Русский Журнал
СегодняОбзорыКолонкиПереводИздательства

Шведская полка | Иномарки | Чтение без разбору | Книга на завтра | Периодика | Электронные библиотеки | Штудии | Журнальный зал
/ Круг чтения / < Вы здесь
Критический реализм
Кшистов Песевич "Рай". Сценарий. "Искусство кино". 2001. #6.
Кшистов Песевич "Ад". Сценарий. "Искусство кино". 2001. #7.
Кшистов Песевич "Чистилище", Сценарий. "Искусство кино". 2001. #8.


Дата публикации:  17 Августа 2001

получить по E-mail получить по E-mail
версия для печати версия для печати

При участии Агнешки Липец-Врубальской.
Перевод с польского Ирины Адельгейм.


Бумажное кино

Наш читатель привык к жанру "бумажного кино". Еще во времена развитого социализма, когда большинство кинематографических новинок западных мастеров были недоступны, большой популярностью пользовались сборники сценариев и статей, типа "Бергман о Бергмане", "Висконти о Висконти".

Другим видом умозрительного кино были следы, которые оставляли в отечественной культуре деятели-эмигранты. Отказ вернуться на родину означал автоматический вывод за скобки всех фильмов опальных деятелей. Моя молодость пришлась на годы эмиграции Андрея Тарковского. Поэтому первые впечатления о его фильмах я получил из рассказов своих старших товарищей. Счастливчики, коим довелось видеть "Сталкера" или "Зеркало" пересказывали мне сюжеты запрещенных картин, как могли, пытались передать дух увиденного.

Фильмы, пережитые вот так, умозрительно, как потом выяснялось, ничуть не уступали оригиналу. Даже наоборот, превосходили его. Именно тогда я понял: "бумажное кино" - самостоятельный жанр, ни в чем не уступающий кино реальному. Настоящему.

Сценарные разработки Кшистова Песевича - из того же разряда: скорее всего, кино по ним никогда не будет снято. Ибо написаны они были для польского режиссера Кшистофа Кесьлевского, умершего в процессе работы над литературным материалом трилогии "Ад", "Рай", "Чистилище".

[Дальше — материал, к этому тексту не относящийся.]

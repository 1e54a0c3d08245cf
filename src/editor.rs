use std::collections::BTreeSet;

use tracing::{debug, info};

use crate::dom::{Document, NodeId, markup};
use crate::error::EditorError;
use crate::options::EditorOptions;

mod classifier;
mod climber;
mod commands;
mod content;
mod crawler;
mod cursor;
mod export;
mod inspect;
mod position;
mod sanitizer;
mod styles;
mod tracked;

pub use classifier::{RegexClassifier, TextClassifier, TextMatch};
pub use climber::{ClimbStep, climb_to_eldest, climb_to_eldest_single, is_single_child_parent};
pub use commands::{Command, CommandOutcome, CustomSpec, ImageSource};
pub use crawler::{CrawlOptions, CrawlOutput, CrawlTarget, Visit, crawl, text_nodes};
pub use cursor::{
    Geometry, Key, KeyInput, KeyOutcome, NoGeometry, TAB_WIDTH, char_width, display_width,
};
pub use export::{Export, TITLE_LIMIT, title_and_text};
pub use inspect::breadcrumbs_for_node;
pub use position::{Direction, EndpointSpec, Position, PositionRequest, Selection, Target};
pub use styles::{
    ALIGN_CENTER_CLASS, ALIGN_RIGHT_CLASS, ComputedStyle, StyleCommand, StyleProperty,
    StyleRegistry, StyleReport, StyleState, computed_style, track_style,
};
pub use tracked::{
    CallbackPayload, CallbackReply, CaretPosition, ClickHandler, EditorCallback, Enrichment,
    Ticket, TrackedItem, TrackedItems, TrackedKind,
};

pub type Result<T> = std::result::Result<T, EditorError>;

/// One editing session: the document tree plus everything the editor
/// remembers between events.
pub struct Editor {
    doc: Document,
    options: EditorOptions,
    registry: StyleRegistry,
    selection: Option<Selection>,
    /// Last live selection, restored when a command arrives without focus.
    range_backup: Option<Selection>,
    direction: Direction,
    last_key: Option<Key>,
    /// Leading tabs carried over to the line created by Enter.
    insert_tab_pending: String,
    command_tracker: StyleReport,
    tracked: TrackedItems,
    callback: Option<Box<dyn EditorCallback>>,
    pending_enrichment: BTreeSet<Ticket>,
    next_ticket: u64,
    classifier: Box<dyn TextClassifier>,
    /// Set when typed text may have started a hashtag or a url.
    hashtag_flag: bool,
    urllink_flag: bool,
    /// Empty lines the caret leapt over, removed once the key is handled.
    sandwiched_lines: Vec<NodeId>,
    detached: bool,
}

impl Editor {
    pub fn new(options: EditorOptions) -> Result<Self> {
        Self::build(options, None)
    }

    /// Like [`Editor::new`], but atomic content in the initial markup is
    /// announced to `callback` before it is attached.
    pub fn with_callback(
        options: EditorOptions,
        callback: impl EditorCallback + 'static,
    ) -> Result<Self> {
        Self::build(options, Some(Box::new(callback)))
    }

    fn build(options: EditorOptions, callback: Option<Box<dyn EditorCallback>>) -> Result<Self> {
        let options = options.validated()?;
        let registry = StyleRegistry::default();
        let classifier = RegexClassifier::new(options.hashtag, options.urllink);
        let mut editor = Self {
            doc: Document::new(&options.element_id),
            command_tracker: StyleReport::empty(&registry),
            registry,
            selection: None,
            range_backup: None,
            direction: Direction::Forward,
            last_key: None,
            insert_tab_pending: String::new(),
            tracked: TrackedItems::default(),
            callback,
            pending_enrichment: BTreeSet::new(),
            next_ticket: 0,
            classifier: Box::new(classifier),
            hashtag_flag: false,
            urllink_flag: false,
            sandwiched_lines: Vec::new(),
            detached: false,
            options,
        };
        let html = editor.options.html.clone();
        editor.load_html(&html)?;
        info!(root = %editor.options.element_id, "editor ready");
        Ok(editor)
    }

    pub fn set_classifier(&mut self, classifier: impl TextClassifier + 'static) {
        self.classifier = Box::new(classifier);
    }

    pub fn set_callback(&mut self, callback: impl EditorCallback + 'static) {
        self.callback = Some(Box::new(callback));
    }

    pub fn options(&self) -> &EditorOptions {
        &self.options
    }

    pub fn document(&self) -> &Document {
        &self.doc
    }

    /// Direct access for hosts that edit the tree themselves. Changes are
    /// journaled and repaired by the next [`Editor::reconcile`].
    pub fn document_mut(&mut self) -> &mut Document {
        &mut self.doc
    }

    pub fn root(&self) -> NodeId {
        self.doc.root()
    }

    pub fn selection(&self) -> Option<&Selection> {
        self.selection.as_ref()
    }

    pub fn html(&self) -> String {
        self.doc.inner_html(self.doc.root())
    }

    pub fn is_detached(&self) -> bool {
        self.detached
    }

    /// Replaces the whole document with `html`.
    pub fn load_html(&mut self, html: &str) -> Result<()> {
        if self.detached {
            return Err(EditorError::Detached);
        }
        self.doc.set_observing(false);
        let fragment = markup::parse_fragment(&mut self.doc, html)?;
        self.announce_atomic(fragment)?;
        self.classify_text(fragment)?;

        let root = self.doc.root();
        for child in self.doc.children(root).to_vec() {
            self.doc.remove(child);
        }
        self.doc.append_child(root, fragment)?;
        self.sanitize_document()?;
        self.doc.set_observing(true);
        self.doc.take_mutations();

        self.selection = None;
        self.range_backup = None;
        if let Some(first) = self.doc.first_child(root) {
            let target = self
                .doc
                .descendants(first)
                .into_iter()
                .find(|node| self.doc.is_text(*node))
                .unwrap_or(first);
            self.set_caret(target, Position::Start)?;
        }
        self.selection_changed()?;
        debug!(length = html.len(), "markup loaded");
        Ok(())
    }

    /// Stops observing the tree. Later input events are ignored.
    pub fn detach(&mut self) {
        if self.detached {
            return;
        }
        self.doc.set_observing(false);
        self.doc.take_mutations();
        self.detached = true;
        self.pending_enrichment.clear();
        info!("editor detached");
    }

    /// Reconciles host edits, then refreshes everything that depends on the
    /// selection. Every input event ends here.
    pub(crate) fn finish_event(&mut self) -> Result<()> {
        self.reconcile()?;
        self.selection_changed()
    }

    /// Nearest line-level container of `node`.
    pub(crate) fn text_block_of(&self, node: NodeId) -> Option<NodeId> {
        self.doc
            .closest(node, |candidate| self.doc.class_of(candidate).is_text_block())
    }
}



#[cfg(test)]
#[path = "editor/traversal_tests.rs"]
mod traversal_tests;

#[cfg(test)]
#[path = "editor/sanitizer_tests.rs"]
mod sanitizer_tests;


#[cfg(test)]
#[path = "editor/command_tests.rs"]
mod command_tests;

#[cfg(test)]
#[path = "editor/cursor_tests.rs"]
mod cursor_tests;


#[cfg(test)]
#[path = "editor/tracked_tests.rs"]
mod tracked_tests;
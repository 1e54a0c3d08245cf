use tracing::{debug, trace};
use unicode_width::UnicodeWidthChar;

use super::climber::eldest;
use super::content::{LineMap, next_word_boundary, previous_word_boundary};
use super::position::{Direction, EndpointSpec, Position, PositionRequest, Selection};
use super::{Editor, Result};
use crate::dom::{BoundaryPoint, Document, NodeClass, NodeId, ZERO_WIDTH_SPACE};
use crate::error::StructureError;

/// Columns a tab advances when lines are measured.
pub const TAB_WIDTH: usize = 4;

#[derive(Clone, Copy, Debug, PartialEq, Eq)]
pub enum Key {
    Char(char),
    Enter,
    Backspace,
    Delete,
    Tab,
    Left,
    Right,
    Up,
    Down,
    Home,
    End,
    PageUp,
    PageDown,
}

impl Key {
    fn is_navigation(self) -> bool {
        matches!(
            self,
            Key::Left
                | Key::Right
                | Key::Up
                | Key::Down
                | Key::Home
                | Key::End
                | Key::PageUp
                | Key::PageDown
        )
    }

    /// Keys that complete a hashtag or url being typed.
    fn ends_token(self) -> bool {
        matches!(
            self,
            Key::Char(' ') | Key::Enter | Key::Tab | Key::Left | Key::Right | Key::Up | Key::Down
        )
    }
}

#[derive(Clone, Copy, Debug, PartialEq, Eq)]
pub struct KeyInput {
    pub key: Key,
    pub shift: bool,
    /// Control or meta.
    pub ctrl: bool,
}

impl KeyInput {
    pub fn new(key: Key) -> Self {
        Self {
            key,
            shift: false,
            ctrl: false,
        }
    }

    pub fn with_shift(mut self) -> Self {
        self.shift = true;
        self
    }

    pub fn with_ctrl(mut self) -> Self {
        self.ctrl = true;
        self
    }
}

impl From<Key> for KeyInput {
    fn from(key: Key) -> Self {
        Self::new(key)
    }
}

#[derive(Clone, Copy, Debug, PartialEq, Eq)]
pub enum KeyOutcome {
    Handled,
    /// The key was refused; the document is unchanged.
    Prevented,
    /// The editor does not take keys right now.
    Ignored,
}

/// Layout knowledge the editor cannot derive from the tree.
pub trait Geometry {
    /// Columns available to `line` before it wraps, or `None` when lines
    /// never wrap.
    fn wrap_width(&self, document: &Document, line: NodeId) -> Option<usize>;
}

/// Every line is a single visual row.
#[derive(Clone, Copy, Debug, Default)]
pub struct NoGeometry;

impl Geometry for NoGeometry {
    fn wrap_width(&self, _document: &Document, _line: NodeId) -> Option<usize> {
        None
    }
}

pub fn char_width(ch: char) -> usize {
    if ch == '\t' {
        TAB_WIDTH
    } else {
        UnicodeWidthChar::width(ch).unwrap_or(0)
    }
}

pub fn display_width(text: &str) -> usize {
    text.chars().map(char_width).sum()
}

/// Character offset of the first character that does not fit in `column`.
fn offset_for_column(text: &str, column: usize) -> usize {
    let mut width = 0;
    for (index, ch) in text.chars().enumerate() {
        let next = width + char_width(ch);
        if next > column {
            return index;
        }
        width = next;
    }
    text.chars().count()
}
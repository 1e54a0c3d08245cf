use std::collections::VecDeque;

use tracing::{debug, trace, warn};

use super::climber::{ClimbStep, climb_to_eldest};
use super::styles::track_style;
use super::tracked::CallbackPayload;
use super::{Editor, Result};
use crate::dom::{AttributeChange, ChildChange, MutationBatch, NodeClass, NodeId, ZERO_WIDTH_SPACE};

const MAX_DOCUMENT_PASSES: usize = 8;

Метода его серийных работ, раскрывающих символическое значение через рифму, монтаж и взаимопроникновение друг в друга отдельно снятых фильмов, хорошо известна. Вспомним хотя бы десятичастный "Декалог", сделанный по сценариям Кшистова Песевича (и в свое время опубликованный "Искусством кино") или последнюю работу Кесьлевского, "посвященную" цветам французского флага - "Голубой", "Белый", "Красный". Это выдающиеся работы, адаптирующие религиозные ценности к реалиям современного мышления, к особенностям нынешней западной метафизики.

Ухо-горло-нос

Отчего-то тексты эти трудно начинать читать (как в свое время трудно было заставить себя смотреть фильмы Кесьлевского) - из-за демонстративной невыразительности реальности, запечатленной в жанре телевизионного фильма, снятого на пленке Шосткинского химкомбината. Типовые малотиражки, спальные районы, приземленный быт, блеклое бытие современников. Нужно каждый раз делать над собой усилие, чтобы сосредоточиться на этических проблемах, ради которых и затевалось все это кино, на "вечных вопросах", затертых нашим сознанием до дыр, до неразличимости. Правда, потом, постепенно, втягиваешься в сюжетные навороты, в коих одна лишь голая функциональность детально разработанного сценарного плана, сопереживаешь. Значит, все-таки, жив курилка этики и морали. Значит, несмотря ни на что, все мы еще живы...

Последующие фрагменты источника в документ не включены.